Minoranze sessuali e bullismo a scuola

minoranze sessuali

Cosa sono le minoranze sessuali?

Nel linguaggio sociologico le persone la cui identità e orientamento sessuale differiscono dalla maggioranza della società circostante vengono definite “minoranze sessuali”. Ci si riferisce dunque a persone gay, lesbiche, bisex, transgender (acronimo LGBT), in relazione al gruppo maggioritario degli eterosessuali.

I giovani delle minoranze sessuali sono più esposti al bullismo?

Sicuramente si. Essi sono esposti a una serie di violenze fisiche e psicologiche, oltre tutto per periodi più prolungati rispetto ai loro coetanei eterosessuali, per i quali la tortura del bullismo termina in età più precoce.

Quali sono le reazioni dei giovani LGBT al bullismo?

Fra i giovani delle minoranze sessuali si riscontra un elevato grado di depressione, pensieri suicidari e coinvolgimento in comportamenti ad alto rischio.

Cosa possono fare i genitori?

E’  importante che i genitori trovino il modo per comunicare con i propri figli di argomenti delicati come la sessualità, le relazioni tra pari e la violenza, sradicando quei pregiudizi che possono aver appreso nella comunicazione superficiale fra pari.

Che fare per prevenire e scoraggiare i fenomeni di bullismo nelle scuole?

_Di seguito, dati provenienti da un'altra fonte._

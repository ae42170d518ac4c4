use axum::http::StatusCode;
use axum::response::{IntoResponse, Response};
use tracing::error;

use crate::metrics;

pub async fn metrics_handler() -> Response {
    match metrics::render() {
        Ok(text) => text.into_response(),
        Err(e) => {
            error!(error = %e, "failed to encode metrics");
            StatusCode::INTERNAL_SERVER_ERROR.into_response()
        }
    }
}
use std::sync::Arc;
use tokio::sync::watch;
use tokio::task::JoinHandle;
use tokio::time::{Duration, MissedTickBehavior, interval};

use super::limiter::{ClientLimiter, LimitStatus};
use super::storage::KeyValueStorage;

pub const DEFAULT_TICK: Duration = Duration::from_secs(1);

/// Live limiter status for a UI control. Publishes changes each tick, so a
/// limited control flips back on its own; the ticker stops on drop.
pub struct Countdown<K> {
    limiter: Arc<ClientLimiter<K>>,
    tx: Arc<watch::Sender<LimitStatus>>,
    task: JoinHandle<()>,
}

fn publish(tx: &watch::Sender<LimitStatus>, status: LimitStatus) -> bool {
    tx.send_if_modified(|current| {
        if *current == status {
            false
        } else {
            *current = status;
            true
        }
    })
}

impl<K: KeyValueStorage + 'static> Countdown<K> {
    pub fn start(limiter: Arc<ClientLimiter<K>>, tick: Duration) -> Self {
        let (tx, _) = watch::channel(limiter.status());
        let tx = Arc::new(tx);

        let task = {
            let limiter = limiter.clone();
            let tx = tx.clone();
            tokio::spawn(async move {
                let mut ticker = interval(tick);
                ticker.set_missed_tick_behavior(MissedTickBehavior::Skip);
                loop {
                    ticker.tick().await;
                    publish(&tx, limiter.status());
                }
            })
        };

        Self { limiter, tx, task }
    }

    pub fn subscribe(&self) -> watch::Receiver<LimitStatus> {
        self.tx.subscribe()
    }

    pub fn current(&self) -> LimitStatus {
        *self.tx.borrow()
    }

    // Re-evaluate now instead of waiting for the next tick
    pub fn refresh(&self) -> LimitStatus {
        let status = self.limiter.status();
        publish(&self.tx, status);
        status
    }

    pub fn record_action(&self) -> bool {
        let allowed = self.limiter.record_action();
        self.refresh();
        allowed
    }
}

impl<K> Drop for Countdown<K> {
    fn drop(&mut self) {
        self.task.abort();
    }
}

L’istruzione è uno dei modi più efficaci per prevenire e scoraggiare il bullismo LGBT nelle scuole. I giovani tendono infatti a rispecchiare gli insegnamenti ricevuti in famiglia, specialmente pregiudizi sessisti, classisti e omofobi. Il ruolo degli insegnanti è dunque fondamentale per insegnare a questi ragazzi il rispetto, l’empatia, la cura e le competenze relazionali. Per farlo tuttavia è fondamentale che questi insegnanti ricevano un’adeguata formazione sulle diversità e il diritto di inclusione, per essere in grado di comunicare efficacemente con gli studenti sulle questioni LGBT. Gli insegnanti devono essere un modello di riferimento, con i loro comportamenti, per tutti gli studenti. Il problema è che non tutti i docenti si sentono preparati ad affrontare questioni così delicate che riguardano la sessualità e in particolare l’orientamento sessuale.

Come si dovrebbe organizzare un programma di formazione?

Gli insegnanti segnalano una mancanza di formazione e di non familiarità con questi fenomeni, per cui talvolta non si sentono pronti ad affrontare il bullismo omofobico e transfobico a scuola. Se gli insegnanti non vengono formati e sensibilizzati alle questioni LGBT, così come alla multiculturalità, il problema dei maltrattamenti verso le minoranze non potrà che peggiorare. Oltre che agli insegnanti, la formazione andrebbe naturalmente impartita a tutto il personale scolastico, compreso il personale di supporto e gli addetti alla segreteria. Infatti, in una ricerca, il 25% degli studenti che avevano subito episodi di bullismo omofobico,  sentivano che avvicinarsi a un membro del personale scolastico, o a un insegnante, per chiedere aiuto riguardo alle violenze subite era addirittura rischioso, a causa di una cultura scolastica apparentemente ostile nei loro confronti. (Rivers, I. 2011).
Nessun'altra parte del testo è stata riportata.